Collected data
================================

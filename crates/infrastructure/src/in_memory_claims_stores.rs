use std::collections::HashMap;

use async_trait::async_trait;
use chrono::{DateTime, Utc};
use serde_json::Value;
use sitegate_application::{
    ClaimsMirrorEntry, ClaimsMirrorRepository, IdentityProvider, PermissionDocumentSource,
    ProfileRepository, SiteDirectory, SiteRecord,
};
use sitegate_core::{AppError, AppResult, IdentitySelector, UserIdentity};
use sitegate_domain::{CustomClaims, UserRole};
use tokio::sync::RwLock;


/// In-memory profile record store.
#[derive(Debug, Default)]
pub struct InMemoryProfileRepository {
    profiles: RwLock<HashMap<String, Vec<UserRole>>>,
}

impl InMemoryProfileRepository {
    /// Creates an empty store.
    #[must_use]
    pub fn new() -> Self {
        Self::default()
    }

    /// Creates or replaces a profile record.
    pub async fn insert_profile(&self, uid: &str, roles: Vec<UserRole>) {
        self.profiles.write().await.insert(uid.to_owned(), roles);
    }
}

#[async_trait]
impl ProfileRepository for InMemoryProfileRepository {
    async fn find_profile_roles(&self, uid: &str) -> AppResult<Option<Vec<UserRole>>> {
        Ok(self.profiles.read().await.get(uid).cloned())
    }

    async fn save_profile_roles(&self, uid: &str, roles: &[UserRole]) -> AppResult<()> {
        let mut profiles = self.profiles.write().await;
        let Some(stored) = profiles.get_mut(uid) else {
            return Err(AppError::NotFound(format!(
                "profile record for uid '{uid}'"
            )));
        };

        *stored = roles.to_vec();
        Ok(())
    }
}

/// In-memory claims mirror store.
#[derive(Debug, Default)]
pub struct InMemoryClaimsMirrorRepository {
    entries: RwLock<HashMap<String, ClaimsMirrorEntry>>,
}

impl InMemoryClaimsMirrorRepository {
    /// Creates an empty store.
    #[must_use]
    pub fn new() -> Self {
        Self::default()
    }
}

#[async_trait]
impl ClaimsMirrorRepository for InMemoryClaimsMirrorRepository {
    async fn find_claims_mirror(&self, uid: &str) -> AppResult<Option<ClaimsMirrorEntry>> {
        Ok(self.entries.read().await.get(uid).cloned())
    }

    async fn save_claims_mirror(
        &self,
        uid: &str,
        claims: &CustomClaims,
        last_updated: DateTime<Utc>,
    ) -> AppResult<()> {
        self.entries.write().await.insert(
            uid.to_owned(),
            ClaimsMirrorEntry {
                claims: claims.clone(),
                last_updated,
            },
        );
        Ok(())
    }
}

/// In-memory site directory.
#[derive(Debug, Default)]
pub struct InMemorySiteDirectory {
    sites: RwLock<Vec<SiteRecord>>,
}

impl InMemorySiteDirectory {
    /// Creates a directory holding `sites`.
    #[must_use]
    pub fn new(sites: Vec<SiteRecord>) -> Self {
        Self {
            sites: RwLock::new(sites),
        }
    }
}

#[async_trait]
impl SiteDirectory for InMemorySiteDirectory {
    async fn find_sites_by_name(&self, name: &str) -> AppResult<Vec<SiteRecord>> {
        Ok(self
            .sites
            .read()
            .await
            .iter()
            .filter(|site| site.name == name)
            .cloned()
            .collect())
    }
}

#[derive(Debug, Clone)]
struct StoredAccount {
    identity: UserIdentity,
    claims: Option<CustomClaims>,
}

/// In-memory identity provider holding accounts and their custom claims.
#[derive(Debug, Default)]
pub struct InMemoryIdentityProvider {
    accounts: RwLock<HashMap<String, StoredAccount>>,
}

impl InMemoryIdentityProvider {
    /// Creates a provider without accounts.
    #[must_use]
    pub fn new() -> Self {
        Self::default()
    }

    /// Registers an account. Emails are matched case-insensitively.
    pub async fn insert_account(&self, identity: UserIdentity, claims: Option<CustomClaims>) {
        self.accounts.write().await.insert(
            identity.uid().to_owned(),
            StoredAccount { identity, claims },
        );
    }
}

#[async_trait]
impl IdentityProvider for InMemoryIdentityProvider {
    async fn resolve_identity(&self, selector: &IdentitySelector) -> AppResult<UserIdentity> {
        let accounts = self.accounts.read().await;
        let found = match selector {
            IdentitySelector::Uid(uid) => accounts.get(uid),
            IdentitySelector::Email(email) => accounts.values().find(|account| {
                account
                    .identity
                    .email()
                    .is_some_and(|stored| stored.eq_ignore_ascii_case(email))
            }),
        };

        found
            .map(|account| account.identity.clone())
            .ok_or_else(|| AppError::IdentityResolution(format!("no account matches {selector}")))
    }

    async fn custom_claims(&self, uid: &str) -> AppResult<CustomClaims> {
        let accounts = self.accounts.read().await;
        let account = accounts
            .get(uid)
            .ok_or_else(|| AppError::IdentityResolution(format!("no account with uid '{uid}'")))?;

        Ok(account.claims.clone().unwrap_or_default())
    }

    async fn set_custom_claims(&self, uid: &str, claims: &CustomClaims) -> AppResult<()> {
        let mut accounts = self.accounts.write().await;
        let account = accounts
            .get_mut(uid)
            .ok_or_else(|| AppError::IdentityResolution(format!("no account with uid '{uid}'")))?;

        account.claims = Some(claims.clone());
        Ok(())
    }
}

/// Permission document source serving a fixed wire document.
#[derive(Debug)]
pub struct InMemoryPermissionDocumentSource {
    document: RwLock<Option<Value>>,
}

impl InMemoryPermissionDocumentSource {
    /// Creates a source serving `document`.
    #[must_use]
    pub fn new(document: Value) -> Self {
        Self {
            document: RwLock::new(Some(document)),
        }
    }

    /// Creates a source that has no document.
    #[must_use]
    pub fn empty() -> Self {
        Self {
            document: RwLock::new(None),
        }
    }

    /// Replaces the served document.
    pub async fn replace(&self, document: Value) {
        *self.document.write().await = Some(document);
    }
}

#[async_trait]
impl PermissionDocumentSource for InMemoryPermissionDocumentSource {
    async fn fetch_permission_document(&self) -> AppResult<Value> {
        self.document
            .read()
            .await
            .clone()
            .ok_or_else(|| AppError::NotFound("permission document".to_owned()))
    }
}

================================

* _Task directions_
What you give back should be exactly the lines of the data above from the line with "Ok(self.profiles.read().await.get(uid).cloned())" through the line with "pub struct InMemorySiteDirectory", both of those included, and nothing more.

* _Solution to the exercise_
        Ok(self.profiles.read().await.get(uid).cloned())
    }

    async fn save_profile_roles(&self, uid: &str, roles: &[UserRole]) -> AppResult<()> {
        let mut profiles = self.profiles.write().await;
        let Some(stored) = profiles.get_mut(uid) else {
            return Err(AppError::NotFound(format!(
                "profile record for uid '{uid}'"
            )));
        };

        *stored = roles.to_vec();
        Ok(())
    }
}

/// In-memory claims mirror store.
#[derive(Debug, Default)]
pub struct InMemoryClaimsMirrorRepository {
    entries: RwLock<HashMap<String, ClaimsMirrorEntry>>,
}

impl InMemoryClaimsMirrorRepository {
    /// Creates an empty store.
    #[must_use]
    pub fn new() -> Self {
        Self::default()
    }
}

#[async_trait]
impl ClaimsMirrorRepository for InMemoryClaimsMirrorRepository {
    async fn find_claims_mirror(&self, uid: &str) -> AppResult<Option<ClaimsMirrorEntry>> {
        Ok(self.entries.read().await.get(uid).cloned())
    }

    async fn save_claims_mirror(
        &self,
        uid: &str,
        claims: &CustomClaims,
        last_updated: DateTime<Utc>,
    ) -> AppResult<()> {
        self.entries.write().await.insert(
            uid.to_owned(),
            ClaimsMirrorEntry {
                claims: claims.clone(),
                last_updated,
            },
        );
        Ok(())
    }
}

/// In-memory site directory.
#[derive(Debug, Default)]
pub struct InMemorySiteDirectory {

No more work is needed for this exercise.